We aimed to examine the association between leukocyte-related parameters and the risk of metabolic syndrome (MetS) in community-dwelling older Chinese adults, with a special focus on assessing the diagnostic ability of leukocyte-related parameters in detecting MetS and the potential interaction effect of sex in the leukocyte-MetS relationship.
Study sample was from the Weitang Geriatric Diseases Study, which included 4579 individuals aged 60 years or above. MetS was diagnosed based on the Adult Treatment Panel III criteria. Leukocyte-related parameters were assessed using an automated hematology analyzer.
The adjusted odds ratio (95% confidence interval (CI)) of MetS for the highest quartile of leukocyte-related parameters (leukocyte, lymphocyte, neutrophil, monocyte, eosinophil, and basophil), when compared with the lowest quartile were 2.87 (2.30, 3.59), 2.69 (2.15, 3.36), 2.09 (1.67, 2.62), 2.12 (1.71, 2.64), 1.62 (1.31, 2.00), and 1.36 (1.11, 1.65), respectively. Adding leukocyte, lymphocyte, monocyte, and neutrophil to a model containing conventional risk factors improved risk prediction for MetS. Furthermore, significant interactions between leukocyte, monocyte, neutrophil, and sex on MetS were observed (all P value for interaction <0.01).

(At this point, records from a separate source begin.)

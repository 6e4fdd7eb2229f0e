use std::{sync::Arc, time::Duration};

use common::{
    error::{AppError, ErrorDisposition},
    shutdown::ShutdownSignal,
    storage::{snapshot::SnapshotCache, store::StorageManager},
    utils::{config::AppConfig, embedding::EmbeddingProvider},
};
use tracing::{debug, error, info, warn};

use crate::{
    batch::BatchResolver,
    corpus::CorpusStore,
    notifications::{Notification, NotificationSource},
    pipeline::{PipelineConfig, PipelineCoordinator},
};

#[derive(Debug, Clone, Copy, PartialEq, Eq)]
pub enum WorkerState {
    Running,
    StoppingRequested,
    Stopped,
}

/// What became of one notification that did not fail outright.
#[derive(Debug, Clone, Copy, PartialEq, Eq)]
pub enum MessageOutcome {
    /// Control message, nothing to do.
    Ignored,
    /// The batch resolved to zero documents.
    Empty,
    /// The batch is already in the corpus; redelivery is skipped.
    Duplicate,
    Published { version: u64 },
    /// The batch was appended but the cycle failed, so the previous snapshot stands.
    Retained,
}

/// Everything the worker needs, passed in explicitly by the owning process.
#[derive(Clone)]
pub struct WorkerContext {
    pub resolver: BatchResolver,
    pub coordinator: Arc<PipelineCoordinator>,
    pub embedding_dimension: usize,
    pub poll_interval: Duration,
}

impl WorkerContext {
    /// Loads the embedding backend, probes its dimension and wires the default
    /// clustering services.
    pub async fn from_config(
        config: &AppConfig,
        snapshots: SnapshotCache,
        storage: StorageManager,
    ) -> Result<Self, AppError> {
        let embedding_provider = Arc::new(EmbeddingProvider::from_config(config).await?);
        let embedding_dimension = embedding_provider.probe_dimension().await?;

        let coordinator = PipelineCoordinator::new(
            snapshots,
            storage.clone(),
            embedding_provider,
            PipelineConfig::from_app_config(config),
        );

        Ok(Self {
            resolver: BatchResolver::new(storage),
            coordinator: Arc::new(coordinator),
            embedding_dimension,
            poll_interval: Duration::from_millis(config.notification_poll_ms),
        })
    }
}

/// Single-consumer loop: resolve, embed, append, recompute, publish.
pub struct IngestionLoop<S> {
    ctx: WorkerContext,
    source: S,
    shutdown: ShutdownSignal,
    corpus: CorpusStore,
    state: WorkerState,
}

impl<S: NotificationSource> IngestionLoop<S> {
    /// Builds the loop and resumes the corpus from the last published snapshot.
    pub async fn start(
        ctx: WorkerContext,
        source: S,
        shutdown: ShutdownSignal,
    ) -> Result<Self, AppError> {
        let corpus = CorpusStore::load(ctx.coordinator.snapshots()).await?;
        if let Some(stored) = corpus.embedding_dimension() {
            if stored != ctx.embedding_dimension {
                warn!(
                    stored,
                    configured = ctx.embedding_dimension,
                    "resumed corpus was embedded with a different dimension; new batches will not match"
                );
            }
        }

        Ok(Self {
            ctx,
            source,
            shutdown,
            corpus,
            state: WorkerState::Running,
        })
    }

    pub fn state(&self) -> WorkerState {
        self.state
    }

    pub fn corpus(&self) -> &CorpusStore {
        &self.corpus
    }

    /// Consumes notifications until a stop is requested or a fatal error occurs.
    ///
    /// The stop signal is checked before every wait, and the wait itself is bounded by
    /// the poll interval, so a stop is observed within one interval.
    pub async fn run(&mut self) -> Result<(), AppError> {
        info!(
            corpus_len = self.corpus.len(),
            poll_ms = u64::try_from(self.ctx.poll_interval.as_millis()).unwrap_or(u64::MAX),
            "ingestion worker started"
        );

        loop {
            if self.shutdown.is_stop_requested() {
                self.state = WorkerState::Stopped;
                info!(corpus_len = self.corpus.len(), "ingestion worker stopped");
                return Ok(());
            }

            let received = tokio::select! {
                biased;
                () = self.shutdown.stopped() => None,
                next = self.source.next(self.ctx.poll_interval) => Some(next),
            };

            let result = match received {
                None => {
                    self.state = WorkerState::StoppingRequested;
                    continue;
                }
                Some(Ok(None)) => continue,
                Some(Ok(Some(notification))) => self.handle_notification(notification).await,
                Some(Err(err)) => Err(err),
            };

            match result {
                Ok(outcome) => debug!(?outcome, "notification handled"),
                Err(err) => self.escalate(err)?,
            }
        }
    }

    /// Processes one notification end to end.
    ///
    /// Errors before the append leave the corpus untouched. A failed cycle keeps the
    /// appended batch and reports [`MessageOutcome::Retained`] unless the failure is fatal.
    #[tracing::instrument(skip_all, fields(notification = ?notification))]
    pub async fn handle_notification(
        &mut self,
        notification: Notification,
    ) -> Result<MessageOutcome, AppError> {
        let batch_id = match notification {
            Notification::Control { kind } => {
                debug!(%kind, "ignoring control message");
                return Ok(MessageOutcome::Ignored);
            }
            Notification::Batch { batch_id } => batch_id,
        };

        if self.corpus.contains_batch(&batch_id) {
            info!(%batch_id, "batch already ingested; skipping redelivery");
            return Ok(MessageOutcome::Duplicate);
        }

        let documents = self.ctx.resolver.resolve(&batch_id).await?;
        let services = self.ctx.coordinator.services();
        let appended = self
            .corpus
            .append(
                &batch_id,
                documents,
                services.as_ref(),
                self.ctx.embedding_dimension,
            )
            .await?;
        if appended == 0 {
            return Ok(MessageOutcome::Empty);
        }

        info!(%batch_id, appended, corpus_len = self.corpus.len(), "batch ingested");

        match self.ctx.coordinator.run_cycle(self.corpus.entities()).await {
            Ok(report) => Ok(MessageOutcome::Published {
                version: report.version,
            }),
            Err(err) if err.is_fatal() => Err(err),
            Err(err) => {
                warn!(
                    %batch_id,
                    corpus_len = self.corpus.len(),
                    error = %err,
                    "clustering cycle failed; previous snapshot kept"
                );
                Ok(MessageOutcome::Retained)
            }
        }
    }

    fn escalate(&mut self, err: AppError) -> Result<(), AppError> {
        match err.disposition() {
            ErrorDisposition::Recoverable(kind) => {
                warn!(kind = kind.as_str(), error = %err, "notification dropped");
                Ok(())
            }
            ErrorDisposition::Fatal => {
                error!(error = %err, "ingestion worker stopping on fatal error");
                self.state = WorkerState::Stopped;
                Err(err)
            }
        }
    }
}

The numbers of total leukocytes, lymphocyte, monocyte, neutrophil, and eosinophil counts were elevated in older adults with MetS, suggesting that leukocyte-related parameters may be meaningful biomarkers for MetS. Adding leukocyte-related parameters to the conventional models increased the ability of predicting MetS among older adults. These parameters may be useful biomarkers for further risk appraisal of MetS in older adults.